Answer:
Yes, if the first term of a geometric sequence is positive and r > 1, then the sequence increases
Explanation:
* Lets talk about the geometric sequence
- There is a constant ratio between each two consecutive numbers
- Ex:
# 5 , 10 , 20 , 40 , 80 , ………………………. (×2)
# 5000 , 1000 , 200 , 40 , …………………………(÷5)

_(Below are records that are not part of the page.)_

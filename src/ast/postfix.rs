use std::fmt;

use crate::ast::{Constant, Function, Operator, Token};

/// One step of a postfix program.
///
/// Grouping markers have no variant here, so a [`Postfix`] can never carry
/// one.
#[derive(Debug, Clone, PartialEq)]
pub enum Instruction {
    /// Push a literal. `text` is the literal as written, `2.50` stays `2.50`.
    Number { value: f64, text: String },
    /// Push the substituted variable value
    Variable,
    /// Push a constant's value
    Constant(Constant),
    /// Pop two values, push the result
    Operator(Operator),
    /// Pop one value, push the result
    Function(Function),
}

impl Instruction {
    /// Converts an operand, operator or function token. Grouping tokens have
    /// no postfix form.
    ///
    /// `source` is the raw token the value was classified from; it is kept as
    /// a number's display text.
    pub fn from_token(token: &Token, source: &str) -> Option<Self> {
        match token {
            Token::Number(value) => Some(Instruction::Number {
                value: *value,
                text: source.to_string(),
            }),
            Token::Variable => Some(Instruction::Variable),
            Token::Constant(c) => Some(Instruction::Constant(*c)),
            Token::Operator(op) => Some(Instruction::Operator(*op)),
            Token::Function { function, .. } => Some(Instruction::Function(*function)),
            Token::OpenGroup | Token::CloseGroup => None,
        }
    }

    /// Net change in evaluation stack depth.
    pub fn stack_effect(&self) -> isize {
        match self {
            Instruction::Number { .. } | Instruction::Variable | Instruction::Constant(_) => 1,
            Instruction::Operator(_) => -1,
            Instruction::Function(_) => 0,
        }
    }
}

impl fmt::Display for Instruction {
    fn fmt(&self, f: &mut fmt::Formatter<'_>) -> fmt::Result {
        match self {
            Instruction::Number { text, .. } => f.write_str(text),
            Instruction::Variable => f.write_str("x"),
            Instruction::Constant(c) => write!(f, "{}", c),
            Instruction::Operator(op) => write!(f, "{}", op),
            Instruction::Function(func) => write!(f, "{}", func),
        }
    }
}

/// An expression in Reverse-Polish order.
///
/// Displays as its instructions joined by single spaces:
///
/// ```
/// use plotexpr::{Lexer, Parser};
///
/// let tokens = Lexer::new("x ^ 2 - 2 * x").tokenize();
/// let postfix = Parser::new(&tokens).parse().unwrap();
/// assert_eq!(postfix.to_string(), "x 2 ^ 2 x * -");
/// ```
#[derive(Debug, Clone, Default, PartialEq)]
pub struct Postfix {
    instructions: Vec<Instruction>,
}

impl Postfix {
    pub fn new(instructions: Vec<Instruction>) -> Self {
        Postfix { instructions }
    }

    pub fn instructions(&self) -> &[Instruction] {
        &self.instructions
    }

    pub fn len(&self) -> usize {
        self.instructions.len()
    }

    pub fn is_empty(&self) -> bool {
        self.instructions.is_empty()
    }

    /// True when evaluation would leave exactly one value and never
    /// underflow.
    pub fn is_well_formed(&self) -> bool {
        let mut depth: isize = 0;
        for instruction in &self.instructions {
            let needed = match instruction {
                Instruction::Operator(_) => 2,
                Instruction::Function(_) => 1,
                _ => 0,
            };
            if depth < needed {
                return false;
            }
            depth += instruction.stack_effect();
        }
        depth == 1
    }

    pub(crate) fn push(&mut self, instruction: Instruction) {
        self.instructions.push(instruction);
    }
}

impl fmt::Display for Postfix {
    fn fmt(&self, f: &mut fmt::Formatter<'_>) -> fmt::Result {
        for (i, instruction) in self.instructions.iter().enumerate() {
            if i > 0 {
                f.write_str(" ")?;
            }
            write!(f, "{}", instruction)?;
        }
        Ok(())
    }
}

impl<'a> IntoIterator for &'a Postfix {
    type Item = &'a Instruction;
    type IntoIter = std::slice::Iter<'a, Instruction>;

    fn into_iter(self) -> Self::IntoIter {
        self.instructions.iter()
    }
}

* General term (nth term) of a Geometric sequence:
# U1 = a , U2 = ar , U3 = ar2 , U4 = ar3 , U5 = ar4
# Un = ar^n-1, where a is the first term , r is the constant ratio
between each two consecutive terms, and n is the position of
the number in the sequence
- V.I.N: The position of the number means the place of the
number like first , second , third , .......... so n must be positive integer
* Lets talk about the ratio r
- If r greater than 1 and a is positive, the sequence increases lets
take some different examples to explain that
# If the first term is 2 and the ratio between the consecutive
terms is 3/2, then the first four terms in the sequence are
∵ a = 2
∵ r = 3/2 ⇒ greater than 1
∴ First = a = 2
∴ Second = ar = 2 × 3/2 = 3
∴ Third = ar² = 2 × (3/2)² = 2 × 9/4 = 9/2 4.5
∴ Fourth = ar³ = 2 × (3/2)³ = 2 × 27/8 = 27/4 = 6.75
- From the answers the sequence increases
# If the first term is 1/2 and the ratio between the consecutive
terms is 4/3, then the first four terms in the sequence are
∵ a = 1/2
∵ r = 4/3 ⇒ greater than 1
∴ First = a = 1/2
∴ Second = ar = 1/2 × 4/3 = 2/3 ⇒ 2nd > 1st
∴ Third = ar² = 1/2 × (4/3)² = 2 × 16/9 = 8/9 ⇒ 3rd > 2nd
∴ Fourth = ar³ = 1/2 × (4/3)³ = 2 × 64/27 = 32/27 ⇒ 4th > 3rd
- From the answers the sequence increases
* Now we are sure if the first term of a geometric sequence is
positive and r > 1, then the sequence increases